§ What you should do
Could you filter the data below down to the lines that hold the word "struct"?

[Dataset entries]
══════
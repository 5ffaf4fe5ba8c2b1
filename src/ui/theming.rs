// SPDX-License-Identifier: MPL-2.0
//! Light/Dark/System theme selection.

use crate::ui::design_tokens::palette;
use iced::{Color, Theme};
use serde::{Deserialize, Serialize};

/// Colors the gallery views pick from directly.
#[derive(Debug, Clone, Copy)]
pub struct ColorScheme {
    pub surface_secondary: Color,
    pub text_primary: Color,
    pub text_secondary: Color,
    pub brand_primary: Color,
}

impl ColorScheme {
    #[must_use]
    pub fn light() -> Self {
        Self {
            surface_secondary: palette::GRAY_100,
            text_primary: palette::GRAY_900,
            text_secondary: palette::GRAY_700,
            brand_primary: palette::PRIMARY_500,
        }
    }

    #[must_use]
    pub fn dark() -> Self {
        Self {
            surface_secondary: Color::from_rgb(0.15, 0.15, 0.15),
            text_primary: palette::WHITE,
            text_secondary: palette::GRAY_200,
            brand_primary: palette::PRIMARY_400,
        }
    }
}

#[derive(Debug, Clone, Copy, PartialEq, Eq, Default, Serialize, Deserialize)]
#[serde(rename_all = "lowercase")]
pub enum ThemeMode {
    Light,
    Dark,
    #[default]
    System,
}

impl ThemeMode {
    /// Returns true if the effective theme is dark.
    /// For System mode, detects the actual system theme.
    #[must_use]
    pub fn is_dark(self) -> bool {
        match self {
            ThemeMode::Light => false,
            ThemeMode::Dark => true,
            // Dark unless the platform positively reports light.
            ThemeMode::System => !matches!(dark_light::detect(), Ok(dark_light::Mode::Light)),
        }
    }

    /// Replaces `System` with the mode the platform currently reports.
    #[must_use]
    pub fn resolved(self) -> Self {
        if self.is_dark() {
            ThemeMode::Dark
        } else {
            ThemeMode::Light
        }
    }

    #[must_use]
    pub fn colors(self) -> ColorScheme {
        if self.is_dark() {
            ColorScheme::dark()
        } else {
            ColorScheme::light()
        }
    }

    #[must_use]
    pub fn iced_theme(self) -> Theme {
        if self.is_dark() {
            Theme::Dark
        } else {
            Theme::Light
        }
    }
}

#[cfg(test)]
mod tests {
    use super::*;

    #[test]
    fn light_scheme_has_dark_text() {
        assert!(ColorScheme::light().text_primary.r < 0.2);
    }

    #[test]
    fn dark_scheme_has_light_text() {
        assert!(ColorScheme::dark().text_primary.r > 0.9);
    }

    #[test]
    fn explicit_modes_pick_matching_iced_theme() {
        assert!(matches!(ThemeMode::Light.iced_theme(), Theme::Light));
        assert!(matches!(ThemeMode::Dark.iced_theme(), Theme::Dark));
        assert_ne!(ThemeMode::System.resolved(), ThemeMode::System);
        // System depends on the host; only check it does not panic.
        let _ = ThemeMode::System.is_dark();
    }

    #[test]
    fn theme_mode_serializes_lowercase() {
        #[derive(Serialize, Deserialize)]
        struct Wrapper {
            mode: ThemeMode,
        }
        let text = toml::to_string(&Wrapper {
            mode: ThemeMode::Dark,
        })
        .expect("serialize");
        assert!(text.contains("\"dark\""));
        let parsed: Wrapper = toml::from_str("mode = \"light\"").expect("parse");
        assert_eq!(parsed.mode, ThemeMode::Light);
    }
}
══════
§ Result for this exercise
pub struct ColorScheme {
        struct Wrapper {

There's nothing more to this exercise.